AI and the Church: The Church’s Role in Shaping the Age of AI
The church has always had a unique place in moments of change. But we historically have been slower to the table with modern technology.
When electricity showed up, people feared what they did not understand. Some went to the point and said that electricity was “demons in the walls”.
Electric guitars created tension in worship spaces. And when the internet launched, some believers looked at three W’s and assumed it had to mean something evil because it knew too much and was globally connected.
Here is the pattern. When something shows up that looks powerful and beyond normal human ability, fear kicks in. We know that only God is all knowing and all powerful. But when we see something else operating at scale, moving fast, processing information beyond us, it creates tension. Even so, we quickly adapt. Now we stream services, tithe online, and use the very platforms we once questioned. Electric instruments are used in essentially every worship service!
AI fits that pattern, but the scale is different. It combines electricity, the internet, and advanced computing into one evolving system. In just a few years, it has already reshaped entire industries. This may be the most powerful invention humanity has ever created. That should not make us afraid. But it should wake us up and cause us to be on both offense and defense.

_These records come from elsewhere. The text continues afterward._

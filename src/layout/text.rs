use crate::config::LayoutConfig;
use crate::surface::{DrawingSurface, FontSpec};

use super::TextBlock;

const AVERAGE_WIDTH_SAMPLE: &str = "abcdefghijklmnopqrstuvwxyz";

/// Lay out a caption: explicit line breaks are kept, long lines are word
/// wrapped to `caption_max_width_chars` average characters.
pub(super) fn measure_caption(
    text: &str,
    font: &FontSpec,
    config: &LayoutConfig,
    surface: &mut dyn DrawingSurface,
) -> TextBlock {
    let line_height = font.size * config.label_line_height;
    if text.trim().is_empty() {
        return TextBlock {
            lines: vec![String::new()],
            width: 0.0,
            height: 0.0,
            font_size: font.size,
            line_height,
        };
    }

    let max_width = config.caption_max_width_chars as f32 * average_char_width(font, surface);
    let mut lines = Vec::new();
    for line in split_lines(text) {
        lines.extend(wrap_line(&line, max_width, font, surface));
    }
    if lines.is_empty() {
        lines.push(String::new());
    }

    let width = lines
        .iter()
        .map(|line| surface.measure_text(line, font).width)
        .fold(0.0, f32::max);
    let height = lines.len() as f32 * line_height;

    TextBlock {
        lines,
        width,
        height,
        font_size: font.size,
        line_height,
    }
}

/// Single-line label (relationship types): no wrapping.
pub(super) fn measure_single_line(
    text: &str,
    font: &FontSpec,
    surface: &mut dyn DrawingSurface,
) -> (f32, f32) {
    let extent = surface.measure_text(text, font);
    (extent.width, extent.height.max(font.size))
}

pub(super) fn split_lines(text: &str) -> Vec<String> {
    text.replace("\r\n", "\n")
        .split('\n')
        .map(|line| line.trim().to_string())
        .collect()
}

pub(super) fn wrap_line(
    line: &str,
    max_width: f32,
    font: &FontSpec,
    surface: &mut dyn DrawingSurface,
) -> Vec<String> {
    if surface.measure_text(line, font).width <= max_width {
        return vec![line.to_string()];
    }

    let mut lines = Vec::new();
    let mut current = String::new();
    for word in line.split_whitespace() {
        let candidate = if current.is_empty() {
            word.to_string()
        } else {
            format!("{} {}", current, word)
        };
        if surface.measure_text(&candidate, font).width > max_width {
            if !current.is_empty() {
                lines.push(std::mem::take(&mut current));
            }
            current.push_str(word);
        } else {
            current = candidate;
        }
    }
    if !current.is_empty() {
        lines.push(current);
    }
    lines
}

fn average_char_width(font: &FontSpec, surface: &mut dyn DrawingSurface) -> f32 {
    let sample = surface.measure_text(AVERAGE_WIDTH_SAMPLE, font).width;
    let avg = sample / AVERAGE_WIDTH_SAMPLE.len() as f32;
    if avg.is_finite() && avg > 0.0 {
        avg
    } else {
        font.size * 0.56
    }
}

#[cfg(test)]
mod tests {
    use super::*;
    use crate::surface::RecordingSurface;

    fn font() -> FontSpec {
        FontSpec::new("sans-serif", 14.0)
    }

    #[test]
    fn empty_caption_is_one_blank_line() {
        let mut surface = RecordingSurface::new();
        let block = measure_caption("   ", &font(), &LayoutConfig::default(), &mut surface);
        assert_eq!(block.lines, vec![String::new()]);
        assert_eq!(block.width, 0.0);
    }

    #[test]
    fn explicit_breaks_are_kept() {
        let mut surface = RecordingSurface::new();
        let block = measure_caption("Alpha\nBeta", &font(), &LayoutConfig::default(), &mut surface);
        assert_eq!(block.lines, vec!["Alpha".to_string(), "Beta".to_string()]);
        assert!((block.height - 2.0 * 14.0 * 1.2).abs() < 1e-4);
    }

    #[test]
    fn long_lines_wrap_on_words() {
        let mut surface = RecordingSurface::new();
        let config = LayoutConfig {
            caption_max_width_chars: 8,
            ..Default::default()
        };
        let block = measure_caption(
            "several short words here",
            &font(),
            &config,
            &mut surface,
        );
        assert!(block.lines.len() > 1);
        assert_eq!(block.lines.join(" "), "several short words here");
    }
}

AI presents real threats and real opportunities at the same time. It can displace jobs, concentrate power, distort truth, automate harm, and influence behavior in ways we are only beginning to understand. At the same time, it can accelerate research, improve medicine, expand education, and help us advance the gospel at scale.
That tension is heavy. But like fire… it can burn a house down. Or it can also keep a family alive. The issue is not pretending the fire is harmless. The issue is whether the church is positioning itself to understand, so we can govern it.
AI is quickly becoming general technology just like electricity, the internet, and cell phones. As crazy and out of the box as it may sound,our children and their children will live and work among robots. They will live in a truly AI assisted society.
Like it, love it, Hate it… We have a choice about how we choose to engage now!
We cannot be hypocritical. We cannot use AI when it is convenient and condemn it when it stretches us. If we use streaming platforms, smart assistants, or social media algorithms, we are already interacting with it. So the real decision is not whether AI exists. The real decision is whether it will happen to us or whether we will engage and govern it with clarity. In all of our getting, we have to get understanding.
God has not given us a spirit of fear, but of power, love, and a sound mind. That means we think clearly. We move wisely. We do not panic. And we do not ignore what is in front of us.
As a pastor, an IT engineer, and a business owner, I sit in this tension every day. I am forced to wrestle with this and it feels heavy and lonely. I am not trying to advocate for technology, and I am not trying to stand against it either. I am simply saying the church has always shown up when things were hard. We are positioned to stand for righteousness. In Proverbs it teaches us that righteousness lifts a nation, and when wrong drives a people, it pulls them down over time. AI is becoming part of the systems that shape nations. It influences economies, education, communication, and power structures. If righteousness lifts a nation, then righteousness has to be present in the systems shaping that nation. If the church does not help shape ethical AI, who will?
Barna has released new State of the Church data, and the landscape is shifting. Nearly one in three adults in the U.S. say they would trust spiritual advice from AI as much as advice from a pastor. Among younger generations (Gen Z and Millennials), that number is even higher: two in five. The church has to be informed, develop a plan and implement strategies that put spiritual leaders at the helm in order to shape this for our children’s children.
If we are not at the table, the only guiding principles left will be financial gain and power because that is where humanity naturally drifts without a Christ centered anchor. I have chosen to step into the conversation through partnerships with Gloo AI, which is purpose-built for people of faith. The question my team and I keep asking is simple. How do we safely and ethically use this technology to advance the gospel and human flourishing? There’s no easy answer, but we have to relentlessly and tirelessly seek it out, especially as AI advances.
The urgency is obvious. AI is here. Now pastors, theologians, technologists, and ethical thinkers at the same table. We need to lead from a biblical foundation. And if we fail to engage with clarity and courage, AI will shape our communities without our voice.
Troy Evans works at the intersection of technology and urban ministry, with more than 25 years of experience helping leaders create meaningful change. He is the founder of SimpleNow, a bi-vocational IT engineer and church planter who has launched four urban churches and helped organizations integrate AI and technology in practical ways.